The second is technology, which I believe is the biggest advantage and accounts for a majority of the cost savings for borrowers. Marketplace lenders now have an incredible amount of data on borrowers. They can continue to refine their underwriting to more appropriately set interest rates. Decisions are made within a matter of seconds and the application is all online. Above all else, online lenders can achieve scale in a way that no traditional bank can.

Finally, the Goldman Sachs analysts point to a favorable macro environment as a factor in moving towards non-bank lending. Both interest rates and delinquencies are at historically low levels. Investors are hungry for yield, making this a perfect time for the marketplace lenders to grow.

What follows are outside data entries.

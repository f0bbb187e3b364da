use clap::{CommandFactory, Parser, Subcommand};

mod commands;

#[derive(Parser)]
#[command(name = "cadence", version, about = "Cadence CLI")]
struct Cli {
    #[command(subcommand)]
    command: Commands,
}

#[derive(Subcommand)]
enum Commands {
    /// Habit and occurrence management
    Habit {
        #[command(subcommand)]
        action: commands::habit::HabitAction,
    },
    /// Task management
    Task {
        #[command(subcommand)]
        action: commands::task::TaskAction,
    },
    /// Calendar event management
    Event {
        #[command(subcommand)]
        action: commands::event::EventAction,
    },
    /// Time tracking
    Timer {
        #[command(subcommand)]
        action: commands::timer::TimerAction,
    },
    /// Conflict detection and reordering
    Conflicts {
        #[command(subcommand)]
        action: commands::conflicts::ConflictsAction,
    },
    /// Configuration management
    Config {
        #[command(subcommand)]
        action: commands::config::ConfigAction,
    },
    /// Generate shell completions
    Completions {
        shell: clap_complete::Shell,
    },
}

fn main() {
    tracing_subscriber::fmt()
        .with_env_filter(tracing_subscriber::EnvFilter::from_default_env())
        .with_writer(std::io::stderr)
        .init();

    let cli = Cli::parse();
    let result = match cli.command {
        Commands::Habit { action } => commands::habit::run(action),
        Commands::Task { action } => commands::task::run(action),
        Commands::Event { action } => commands::event::run(action),
        Commands::Timer { action } => commands::timer::run(action),
        Commands::Conflicts { action } => commands::conflicts::run(action),
        Commands::Config { action } => commands::config::run(action),
        Commands::Completions { shell } => {
            let mut cmd = Cli::command();
            clap_complete::generate(shell, &mut cmd, "cadence", &mut std::io::stdout());
            Ok(())
        }
    };

    if let Err(e) = result {
        eprintln!("error: {e}");
        std::process::exit(1);
    }
}
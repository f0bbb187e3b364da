use clap::Subcommand;

use cadence_core::Config;

use super::CliResult;

#[derive(Subcommand)]
pub enum ConfigAction {
    /// Get a configuration value
    Get { key: String },
    /// Set a configuration value
    Set { key: String, value: String },
    /// List all configuration values
    List,
}

pub fn run(action: ConfigAction) -> CliResult {
    match action {
        ConfigAction::Get { key } => {
            let config = Config::load()?;
            match config.get(&key) {
                Some(value) => println!("{value}"),
                None => return Err(format!("unknown key '{key}'").into()),
            }
        }
        ConfigAction::Set { key, value } => {
            let mut config = Config::load()?;
            config.set(&key, &value)?;
            config.save()?;
            println!("{key} = {value}");
        }
        ConfigAction::List => {
            let config = Config::load()?;
            for (key, value) in config.entries() {
                println!("{key} = {value}");
            }
        }
    }
    Ok(())
}
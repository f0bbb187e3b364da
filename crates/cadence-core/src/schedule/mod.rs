//! Schedulable domain types: tasks, habits with their occurrences, and
//! calendar events, plus the window adapter the conflict engine works on.

pub mod entity;
pub mod event;
pub mod habit;
pub mod task;

pub use entity::{EntityKind, EntityRef, ScheduleEntity, TimeWindow, TASK_BLOCK_MINUTES};
pub use event::CalendarEvent;
pub use habit::{
    dates_inclusive, DoneSubstatus, Habit, HabitOccurrence, NotDoneSubstatus, Outcome,
    OutcomeRow, SkipReason, SKIP_NOTE_MAX_LEN,
};
pub use task::{Task, TaskState};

Besides leveraging technology and the lack of a need for a brick and mortar bank, there is something else that differentiates the p2p lenders. It’s the way the loans are funded. Since Lending Club and Prosper don’t fund the loans themselves, the loans aren’t on their balance sheets and they don’t need to hold deposits. The banks bear the credit risk. Many people will argue that this is an issue that some marketplaces don’t have skin in the game, but because of this, they are able to achieve massive scale.

It’s clear that Goldman analysts are bullish on this sector. However, they warn against the potential of increased regulatory constraints and the road bumps ahead as companies move into other asset classes like mortgages. The banks are unlikely to sit on the sidelines as their market share is gobbled up by marketplace lenders. This report serves as a blunt reminder that the marketplace lenders are here and there is market share for the taking.